Ingredient deck manipulation (producers) and ingredient deck illiteracy (buyers) must stop while guaranteed analysis, ingredient decks, and feeding guidelines must be more consistent and transparent, focusing solely on informing pet parents with simple and honest terminology that doesn’t seek to befuddle or mislead consumers. The very fact that some brands write 100% natural on the front label yet dabble with synthetic additives shows that there is still a disconnect that needs to be resolved.

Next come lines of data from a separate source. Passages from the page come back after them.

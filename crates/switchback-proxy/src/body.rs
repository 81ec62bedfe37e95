//! Best-effort view over an inbound request body.
//!
//! Routing decisions must never fail a request, so the body is decoded once
//! into an optional JSON value and every accessor is total over "absent".

use serde_json::Value;

#[derive(Debug, Clone, Default)]
pub struct RequestBody {
    decoded: Option<Value>,
}

impl RequestBody {
    pub fn decode(raw: &[u8]) -> Self {
        Self {
            decoded: serde_json::from_slice(raw).ok(),
        }
    }

    pub fn from_value(value: Value) -> Self {
        Self {
            decoded: Some(value),
        }
    }

    pub fn is_decoded(&self) -> bool {
        self.decoded.is_some()
    }

    /// The requested model, empty when absent.
    pub fn model(&self) -> &str {
        self.decoded
            .as_ref()
            .and_then(|v| v.get("model"))
            .and_then(Value::as_str)
            .unwrap_or_default()
    }

    /// `thinking: {"type": "enabled", ...}`
    pub fn thinking_enabled(&self) -> bool {
        self.decoded
            .as_ref()
            .and_then(|v| v.get("thinking"))
            .and_then(|t| t.get("type"))
            .and_then(Value::as_str)
            == Some("enabled")
    }

    pub fn messages(&self) -> &[Value] {
        self.decoded
            .as_ref()
            .and_then(|v| v.get("messages"))
            .and_then(Value::as_array)
            .map(Vec::as_slice)
            .unwrap_or_default()
    }

    pub fn system(&self) -> Option<&Value> {
        self.decoded.as_ref().and_then(|v| v.get("system"))
    }

    /// Session id carried in `metadata.user_id`. Claude Code encodes it as
    /// `user_<hash>_account_<uuid>_session_<uuid>`; only the session part is kept.
    pub fn session_id(&self) -> Option<String> {
        let user_id = self
            .decoded
            .as_ref()?
            .get("metadata")?
            .get("user_id")?
            .as_str()?;
        if user_id.is_empty() {
            return None;
        }
        let session = match user_id.rfind("_session_") {
            Some(idx) => &user_id[idx + "_session_".len()..],
            None => user_id,
        };
        (!session.is_empty()).then(|| session.to_string())
    }

    /// Serialize a copy of the body with `model` replaced. `None` when the body
    /// is not a JSON object.
    pub fn with_model(&self, model: &str) -> Option<Vec<u8>> {
        let mut value = self.decoded.clone()?;
        value
            .as_object_mut()?
            .insert("model".to_string(), Value::String(model.to_string()));
        serde_json::to_vec(&value).ok()
    }
}

/// Text of every `type == "text"` block in a content value, or the string
/// itself when content is a plain string.
pub(crate) fn text_segments(content: &Value) -> Box<dyn Iterator<Item = &str> + '_> {
    match content {
        Value::String(text) => Box::new(std::iter::once(text.as_str())),
        Value::Array(blocks) => Box::new(blocks.iter().filter_map(|block| {
            if block.get("type").and_then(Value::as_str) == Some("text") {
                block.get("text").and_then(Value::as_str)
            } else {
                None
            }
        })),
        _ => Box::new(std::iter::empty()),
    }
}
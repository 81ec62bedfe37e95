//! Request scenario detection.

use crate::body::{text_segments, RequestBody};
use serde::{Deserialize, Serialize};
use serde_json::Value;
use std::fmt;
use std::str::FromStr;

pub use switchback_config::DEFAULT_LONG_CONTEXT_THRESHOLD;

#[derive(Debug, Clone, Copy, Default, PartialEq, Eq, Hash, Serialize, Deserialize)]
pub enum Scenario {
    #[default]
    #[serde(rename = "default")]
    Default,
    #[serde(rename = "think")]
    Think,
    #[serde(rename = "image")]
    Image,
    #[serde(rename = "longContext")]
    LongContext,
}

impl Scenario {
    pub fn as_str(self) -> &'static str {
        match self {
            Self::Default => "default",
            Self::Think => "think",
            Self::Image => "image",
            Self::LongContext => "longContext",
        }
    }
}

impl fmt::Display for Scenario {
    fn fmt(&self, f: &mut fmt::Formatter<'_>) -> fmt::Result {
        f.write_str(self.as_str())
    }
}

impl FromStr for Scenario {
    type Err = String;

    fn from_str(s: &str) -> Result<Self, Self::Err> {
        match s {
            "default" => Ok(Self::Default),
            "think" => Ok(Self::Think),
            "image" => Ok(Self::Image),
            "longContext" | "long_context" => Ok(Self::LongContext),
            other => Err(format!("unknown scenario: {}", other)),
        }
    }
}

/// Classify a request. First match wins: think, image, long context, default.
pub fn detect_scenario(body: &RequestBody, long_context_threshold: usize) -> Scenario {
    if body.thinking_enabled() {
        return Scenario::Think;
    }
    if has_image_block(body.messages()) {
        return Scenario::Image;
    }
    if reaches_threshold(body, long_context_threshold) {
        return Scenario::LongContext;
    }
    Scenario::Default
}

fn has_image_block(messages: &[Value]) -> bool {
    messages.iter().any(|message| {
        message
            .get("content")
            .and_then(Value::as_array)
            .is_some_and(|blocks| {
                blocks
                    .iter()
                    .any(|b| b.get("type").and_then(Value::as_str) == Some("image"))
            })
    })
}

fn reaches_threshold(body: &RequestBody, threshold: usize) -> bool {
    let message_text = body
        .messages()
        .iter()
        .filter_map(|message| message.get("content"))
        .flat_map(text_segments);
    let system_text = body.system().into_iter().flat_map(text_segments);

    let mut total = 0usize;
    for text in message_text.chain(system_text) {
        total += text.chars().count();
        if total >= threshold {
            return true;
        }
    }
    false
}
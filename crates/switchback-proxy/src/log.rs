//! Proxy decision records and the sinks that receive them.

use crate::error::ProxyError;
use chrono::{DateTime, Utc};
use parking_lot::Mutex;
use serde::Serialize;
use std::fs::{self, File, OpenOptions};
use std::io::Write;
use std::path::{Path, PathBuf};
use tracing::{debug, error, info, warn};

/// Longest response excerpt kept on a record.
pub const SNIPPET_LIMIT: usize = 512;

#[derive(Debug, Clone, Copy, PartialEq, Eq, Serialize)]
#[serde(rename_all = "lowercase")]
pub enum LogLevel {
    Debug,
    Info,
    Warn,
    Error,
}

/// One routing decision: a skip, an attempt, a failover, a relay, an exhaustion.
#[derive(Debug, Clone, Serialize)]
pub struct ProxyLogRecord {
    pub timestamp: DateTime<Utc>,
    pub level: LogLevel,
    pub provider: String,
    pub method: String,
    pub path: String,
    pub status: u16,
    pub message: String,
    #[serde(skip_serializing_if = "Option::is_none")]
    pub error: Option<String>,
    #[serde(skip_serializing_if = "Option::is_none")]
    pub response_snippet: Option<String>,
}

impl ProxyLogRecord {
    pub fn new(
        level: LogLevel,
        provider: impl Into<String>,
        method: impl Into<String>,
        path: impl Into<String>,
        message: impl Into<String>,
    ) -> Self {
        Self {
            timestamp: Utc::now(),
            level,
            provider: provider.into(),
            method: method.into(),
            path: path.into(),
            status: 0,
            message: message.into(),
            error: None,
            response_snippet: None,
        }
    }

    pub fn with_status(mut self, status: u16) -> Self {
        self.status = status;
        self
    }

    pub fn with_error(mut self, error: impl Into<String>) -> Self {
        self.error = Some(error.into());
        self
    }

    /// Attach a lossy UTF-8 excerpt of `body`, at most [`SNIPPET_LIMIT`] chars.
    pub fn with_snippet(mut self, body: &[u8]) -> Self {
        self.response_snippet = excerpt(body);
        self
    }
}

/// Lossy UTF-8 prefix of `body`, at most [`SNIPPET_LIMIT`] chars. `None` when
/// the body is empty.
pub(crate) fn excerpt(body: &[u8]) -> Option<String> {
    if body.is_empty() {
        return None;
    }
    Some(truncate_chars(&String::from_utf8_lossy(body), SNIPPET_LIMIT))
}

fn truncate_chars(text: &str, limit: usize) -> String {
    match text.char_indices().nth(limit) {
        Some((idx, _)) => text[..idx].to_string(),
        None => text.to_string(),
    }
}

pub trait ProxyLogSink: Send + Sync {
    fn record(&self, record: ProxyLogRecord);
}

/// Re-emits records as `tracing` events.
#[derive(Debug, Default, Clone, Copy)]
pub struct TracingLogSink;

impl ProxyLogSink for TracingLogSink {
    fn record(&self, r: ProxyLogRecord) {
        let error = r.error.as_deref().unwrap_or_default();
        match r.level {
            LogLevel::Debug => debug!(
                provider = %r.provider,
                method = %r.method,
                path = %r.path,
                status = r.status,
                "{}",
                r.message
            ),
            LogLevel::Info => info!(
                provider = %r.provider,
                method = %r.method,
                path = %r.path,
                status = r.status,
                "{}",
                r.message
            ),
            LogLevel::Warn => warn!(
                provider = %r.provider,
                method = %r.method,
                path = %r.path,
                status = r.status,
                error = %error,
                "{}",
                r.message
            ),
            LogLevel::Error => error!(
                provider = %r.provider,
                method = %r.method,
                path = %r.path,
                status = r.status,
                error = %error,
                "{}",
                r.message
            ),
        }
    }
}

/// Appends records to a JSON lines file.
pub struct JsonlLogSink {
    path: PathBuf,
    file: Mutex<File>,
}

impl JsonlLogSink {
    pub fn open(path: impl AsRef<Path>) -> Result<Self, ProxyError> {
        let path = path.as_ref().to_path_buf();
        if let Some(parent) = path.parent().filter(|p| !p.as_os_str().is_empty()) {
            fs::create_dir_all(parent).map_err(ProxyError::LogSink)?;
        }
        let file = OpenOptions::new()
            .create(true)
            .append(true)
            .open(&path)
            .map_err(ProxyError::LogSink)?;
        Ok(Self {
            path,
            file: Mutex::new(file),
        })
    }

    pub fn path(&self) -> &Path {
        &self.path
    }
}

impl ProxyLogSink for JsonlLogSink {
    fn record(&self, record: ProxyLogRecord) {
        let Ok(line) = serde_json::to_string(&record) else {
            return;
        };
        let mut file = self.file.lock();
        if let Err(err) = writeln!(file, "{}", line) {
            warn!(path = %self.path.display(), error = %err, "failed to write proxy log record");
        }
    }
}

/// Keeps every record in memory.
#[derive(Debug, Default)]
pub struct MemoryLogSink {
    records: Mutex<Vec<ProxyLogRecord>>,
}

impl MemoryLogSink {
    pub fn new() -> Self {
        Self::default()
    }

    pub fn records(&self) -> Vec<ProxyLogRecord> {
        self.records.lock().clone()
    }

    pub fn messages(&self) -> Vec<String> {
        self.records.lock().iter().map(|r| r.message.clone()).collect()
    }
}

impl ProxyLogSink for MemoryLogSink {
    fn record(&self, record: ProxyLogRecord) {
        self.records.lock().push(record);
    }
}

Championing Freeze-Dried Thinking

 At Pawfect, we champion freeze-dried food. The most important benefit of freeze-drying technology that cannot be overstated is the nutritional benefits. In the making of dry kibble, the use of heavy-handed, heat-based tech means that many of well-intentioned nutrients contained in the ingredients quickly dissipate. With temperatures in excess of 265F, it’s inevitable that there will significant vitamin loss and protein denaturation, which is why so many companies turn to synthetic supplements and amino acids. Significant usage of synthetics coupled with ‘bulking up’ grains can result in the creation of products that Mother Nature would never countenance. Freeze drying is an expensive process. However, brands like Pawfect are committed to producing the best for the pets, pet parents, and the wider planet. Pawfect’s latest propositions, Nature’s Feast (treats) and Nature’s Kitchen range, are ambitious bids to embrace minimally-processed, freeze-dried thinking that preserves a greater percentage of a recipe’s nutritional worth, while dramatically reducing the end product’s weight, which can have positive carbon footprint implications (given that we are not transporting 70% food moisture around the world).

Provenance

Greater brand transparency and traceability is another key pet food trend that is thankfully coming to the fore in this new age of brand transparency. In Pawfect’s case, we’re especially proud of our authentic Himalayan chhurpi cheese product range, which as the name suggests, is made up in the mountains, at high-altitude using the milk of antibiotic free herds who roam pesticide-free mountain pastures. Imagine our frustration therefore at the dearth of so-called Himalayan chhurpi cheese that is actually made in industrial estates in the very heart of Europe and North America. Why is that an issue? Well, to our way of thinking, our honestly branded chhurpi range is not only protecting the livelihoods of traditional herdsmen. It’s also preserving traditional food making skills that were first established centuries ago. While others focus on high speed, conveyor belt wizardry, we still adhere to the traditional sun drying process of 35 days ensuring the product delivers on its key long-lasting promise. Marrying the traditional art with scientific ways of production and implementing them all in the high altitude has been challenging but immensely satisfying.

Inhouse production

As with so many food and drink categories, a significant proportion of dog food and treats continue to be made by faceless third party producers, who with the best will in the world, have no diehard convictions regarding the various products jiggling down their conveyor belts. That’s why we admire the growing number of one-stop pet food producers like ourselves, such as The Dog Treat Co and Innocent Hound, who insist on retaining total control of their products, be that running production, appointing only the very best staff, and working tirelessly to source only the best available raw materials. Fortunately, today there are lot of dog food companies and start-ups championing honest, transparent product ranges which has to be very good news for the UK’s and globally rapidly increasing dog population.